▶ _Input_:
++++++++
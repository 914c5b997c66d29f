//! Consumer groups divide the partitions of one topic among their members.
//!
//! Every membership change recomputes the whole assignment from scratch with
//! the group's [`Rebalance`] strategy: partitions are taken in creation order,
//! members in the order they joined.

use std::collections::BTreeSet;
use std::fmt::{Display, Formatter};
use std::str::FromStr;
use std::sync::Arc;

use parking_lot::Mutex;
use tracing::{debug, info, warn};

use crate::consumer::Consumer;
use crate::error::{Entity, Error, Result};
use crate::partition::Partition;

pub const BALANCE_STRATEGY_RANGE: &str = "Range";
pub const BALANCE_STRATEGY_ROUNDROBIN: &str = "RoundRobin";

/// Per-member partition lists, indexed by membership position.
pub type Plan = Vec<Vec<Arc<Partition>>>;

#[derive(Debug, Clone, Copy, PartialEq, Eq, Default)]
pub enum Rebalance {
    /// Contiguous slices, the first `P % C` members get one extra partition.
    #[default]
    Range,
    /// Partition `i` goes to member `i % C`.
    RoundRobin,
}

impl Rebalance {
    /// Resolves `name`, falling back to [`Rebalance::Range`] for unknown names.
    pub fn from_name(name: &str) -> Self {
        name.parse().unwrap_or_else(|_| {
            warn!(name, "unknown rebalance strategy, using Range");
            Self::Range
        })
    }

    /// Computes the assignment of `partitions` over `members` consumers.
    ///
    /// Returns exactly `members` lists; empty when `members` is zero.
    pub fn assign(&self, partitions: &[Arc<Partition>], members: usize) -> Plan {
        if members == 0 {
            return vec![];
        }

        match self {
            Self::Range => range(partitions, members),
            Self::RoundRobin => round_robin(partitions, members),
        }
    }
}

impl Display for Rebalance {
    fn fmt(&self, f: &mut Formatter<'_>) -> std::fmt::Result {
        match self {
            Self::Range => f.write_str(BALANCE_STRATEGY_RANGE),
            Self::RoundRobin => f.write_str(BALANCE_STRATEGY_ROUNDROBIN),
        }
    }
}

impl FromStr for Rebalance {
    type Err = String;

    fn from_str(s: &str) -> std::result::Result<Self, Self::Err> {
        if s.eq_ignore_ascii_case(BALANCE_STRATEGY_RANGE) {
            Ok(Self::Range)
        } else if s.eq_ignore_ascii_case(BALANCE_STRATEGY_ROUNDROBIN) {
            Ok(Self::RoundRobin)
        } else {
            Err(format!("unknown rebalance strategy '{s}'"))
        }
    }
}

fn round_robin(partitions: &[Arc<Partition>], members: usize) -> Plan {
    let mut plan = vec![vec![]; members];
    for (i, partition) in partitions.iter().enumerate() {
        plan[i % members].push(Arc::clone(partition));
    }

    plan
}

fn range(partitions: &[Arc<Partition>], members: usize) -> Plan {
    let partitions_per_consumer = partitions.len() / members;
    let consumers_with_extra_partition = partitions.len() % members;

    (0..members)
        .map(|index| {
            let min = index * partitions_per_consumer
                + std::cmp::min(consumers_with_extra_partition, index);
            let extra = if index < consumers_with_extra_partition {
                1
            } else {
                0
            };
            let max = min + partitions_per_consumer + extra;

            partitions[min..max].to_vec()
        })
        .collect()
}

/// Checks that `plan` hands out every partition exactly once.
fn verify(plan: &Plan, members: usize, partitions: &[Arc<Partition>]) -> Result<()> {
    if plan.len() != members {
        return Err(Error::InvalidIndex {
            index: plan.len() as i64,
            len: members,
        });
    }

    let mut seen = BTreeSet::new();
    for partition in plan.iter().flatten() {
        if !seen.insert(partition.id()) {
            return Err(Error::InvalidIndex {
                index: seen.len() as i64,
                len: partitions.len(),
            });
        }
    }

    if seen.len() != partitions.len() || partitions.iter().any(|p| !seen.contains(p.id())) {
        return Err(Error::InvalidIndex {
            index: seen.len() as i64,
            len: partitions.len(),
        });
    }

    Ok(())
}

enum Change {
    Join(Arc<Consumer>),
    /// Position of the leaving member.
    Leave(usize),
}

#[derive(Debug)]
pub struct ConsumerGroup {
    id: String,
    topic: String,
    strategy: Mutex<Rebalance>,
    members: Mutex<Vec<Arc<Consumer>>>,
}

impl ConsumerGroup {
    pub(crate) fn new(
        id: impl Into<String>,
        topic: impl Into<String>,
        strategy: Rebalance,
    ) -> Self {
        Self {
            id: id.into(),
            topic: topic.into(),
            strategy: Mutex::new(strategy),
            members: Mutex::new(vec![]),
        }
    }

    pub fn id(&self) -> &str {
        &self.id
    }

    /// Id of the topic this group consumes.
    pub fn topic(&self) -> &str {
        &self.topic
    }

    pub fn strategy(&self) -> Rebalance {
        *self.strategy.lock()
    }

    /// Swaps the strategy. Takes effect on the next rebalance.
    pub fn set_strategy(&self, strategy: Rebalance) {
        *self.strategy.lock() = strategy;
        info!(group = self.id.as_str(), %strategy, "rebalance strategy updated");
    }

    pub fn members(&self) -> Vec<Arc<Consumer>> {
        self.members.lock().clone()
    }

    pub fn len(&self) -> usize {
        self.members.lock().len()
    }

    pub fn is_empty(&self) -> bool {
        self.len() == 0
    }

    pub fn contains_consumer(&self, consumer_id: &str) -> bool {
        self.members.lock().iter().any(|c| c.id() == consumer_id)
    }

    pub fn consumer(&self, consumer_id: &str) -> Option<Arc<Consumer>> {
        self.members
            .lock()
            .iter()
            .find(|c| c.id() == consumer_id)
            .cloned()
    }

    /// Adds a member and rebalances over `partitions`.
    ///
    /// Ids are not checked here; the broker rejects duplicates before calling.
    pub(crate) fn add_consumer(
        &self,
        consumer_id: &str,
        partitions: &[Arc<Partition>],
    ) -> Result<Arc<Consumer>> {
        let mut members = self.members.lock();
        let consumer = Arc::new(Consumer::new(consumer_id));
        let strategy = self.strategy();
        self.change_membership(
            &mut members,
            Change::Join(Arc::clone(&consumer)),
            partitions,
            |partitions, n| strategy.assign(partitions, n),
        )?;
        info!(
            group = self.id.as_str(),
            consumer = consumer_id,
            members = members.len(),
            "consumer joined",
        );

        Ok(consumer)
    }

    /// Removes a member and rebalances over `partitions`.
    ///
    /// The removed consumer loses its assignment in the same swap that hands
    /// its partitions to the remaining members.
    pub(crate) fn remove_consumer(
        &self,
        consumer_id: &str,
        partitions: &[Arc<Partition>],
    ) -> Result<Arc<Consumer>> {
        let mut members = self.members.lock();
        let position = members
            .iter()
            .position(|c| c.id() == consumer_id)
            .ok_or_else(|| Error::not_found(Entity::Consumer, consumer_id))?;
        let strategy = self.strategy();
        let consumer = self.change_membership(
            &mut members,
            Change::Leave(position),
            partitions,
            |partitions, n| strategy.assign(partitions, n),
        )?;
        info!(
            group = self.id.as_str(),
            consumer = consumer_id,
            members = members.len(),
            "consumer left",
        );

        Ok(consumer)
    }

    /// Recomputes every member's assignment over `partitions`.
    pub fn rebalance(&self, partitions: &[Arc<Partition>]) -> Result<()> {
        let members = self.members.lock();
        let strategy = self.strategy();
        let plan = strategy.assign(partitions, members.len());
        self.swap_assignments(&members, None, partitions, plan)
    }

    /// Applies `change` to `members` and rebalances with the plan built by
    /// `plan_for`. Membership is restored when the plan is rejected.
    ///
    /// Returns the consumer that joined or left.
    fn change_membership<F>(
        &self,
        members: &mut Vec<Arc<Consumer>>,
        change: Change,
        partitions: &[Arc<Partition>],
        plan_for: F,
    ) -> Result<Arc<Consumer>>
    where
        F: FnOnce(&[Arc<Partition>], usize) -> Plan,
    {
        match change {
            Change::Join(consumer) => {
                members.push(Arc::clone(&consumer));
                let plan = plan_for(partitions, members.len());
                if let Err(e) = self.swap_assignments(members, None, partitions, plan) {
                    members.pop();
                    return Err(e);
                }

                Ok(consumer)
            }
            Change::Leave(position) => {
                let consumer = members.remove(position);
                let plan = plan_for(partitions, members.len());
                if let Err(e) = self.swap_assignments(members, Some(&consumer), partitions, plan)
                {
                    members.insert(position, Arc::clone(&consumer));
                    return Err(e);
                }

                Ok(consumer)
            }
        }
    }

    /// Checks `plan` before any assignment is touched, then write-locks every
    /// member's assignment, plus the departing consumer's, and swaps them
    /// together. The departing consumer ends up with no partitions.
    fn swap_assignments(
        &self,
        members: &[Arc<Consumer>],
        departed: Option<&Arc<Consumer>>,
        partitions: &[Arc<Partition>],
        plan: Plan,
    ) -> Result<()> {
        if !members.is_empty() {
            verify(&plan, members.len(), partitions)?;
        }

        let mut guards = members
            .iter()
            .map(|c| c.assignment.write())
            .collect::<Vec<_>>();
        let mut departed = departed.map(|c| c.assignment.write());
        for (guard, assigned) in guards.iter_mut().zip(plan) {
            **guard = assigned;
        }
        if let Some(guard) = departed.as_mut() {
            guard.clear();
        }
        drop(departed);
        drop(guards);

        if members.is_empty() {
            debug!(group = self.id.as_str(), "no members left, nothing assigned");
        } else {
            info!(
                group = self.id.as_str(),
                strategy = %self.strategy(),
                members = members.len(),
                partitions = partitions.len(),
                "rebalanced",
            );
        }

        Ok(())
    }

    pub fn describe(&self) -> GroupDescription {
        GroupDescription {
            id: self.id.clone(),
            topic: self.topic.clone(),
            strategy: self.strategy(),
            members: self
                .members()
                .iter()
                .map(|c| MemberDescription {
                    id: c.id().to_string(),
                    partitions: c.assigned_partitions(),
                    consumed: c.consumed_count(),
                })
                .collect(),
        }
    }
}

#[derive(Debug, Clone, PartialEq, Eq)]
pub struct MemberDescription {
    pub id: String,
    pub partitions: Vec<String>,
    pub consumed: usize,
}

/// Point-in-time view of a group, printed by `show consumer group`.
#[derive(Debug, Clone, PartialEq, Eq)]
pub struct GroupDescription {
    pub id: String,
    pub topic: String,
    pub strategy: Rebalance,
    pub members: Vec<MemberDescription>,
}

impl Display for GroupDescription {
    fn fmt(&self, f: &mut Formatter<'_>) -> std::fmt::Result {
        writeln!(
            f,
            "Consumer group '{}' on topic '{}' ({})",
            self.id, self.topic, self.strategy
        )?;
        if self.members.is_empty() {
            return writeln!(f, "  (no consumers)");
        }

        for member in &self.members {
            writeln!(
                f,
                "  consumer '{}': partitions [{}], {} event(s) consumed",
                member.id,
                member.partitions.join(", "),
                member.consumed
            )?;
        }

        Ok(())
    }
}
++++++++
Take the listing above and repeat exactly the lines from the one containing "order they joined." through the one containing "return vec![];", both included.

//! members in the order they joined.

use std::collections::BTreeSet;
use std::fmt::{Display, Formatter};
use std::str::FromStr;
use std::sync::Arc;

use parking_lot::Mutex;
use tracing::{debug, info, warn};

use crate::consumer::Consumer;
use crate::error::{Entity, Error, Result};
use crate::partition::Partition;

pub const BALANCE_STRATEGY_RANGE: &str = "Range";
pub const BALANCE_STRATEGY_ROUNDROBIN: &str = "RoundRobin";

/// Per-member partition lists, indexed by membership position.
pub type Plan = Vec<Vec<Arc<Partition>>>;

#[derive(Debug, Clone, Copy, PartialEq, Eq, Default)]
pub enum Rebalance {
    /// Contiguous slices, the first `P % C` members get one extra partition.
    #[default]
    Range,
    /// Partition `i` goes to member `i % C`.
    RoundRobin,
}

impl Rebalance {
    /// Resolves `name`, falling back to [`Rebalance::Range`] for unknown names.
    pub fn from_name(name: &str) -> Self {
        name.parse().unwrap_or_else(|_| {
            warn!(name, "unknown rebalance strategy, using Range");
            Self::Range
        })
    }

    /// Computes the assignment of `partitions` over `members` consumers.
    ///
    /// Returns exactly `members` lists; empty when `members` is zero.
    pub fn assign(&self, partitions: &[Arc<Partition>], members: usize) -> Plan {
        if members == 0 {
            return vec![];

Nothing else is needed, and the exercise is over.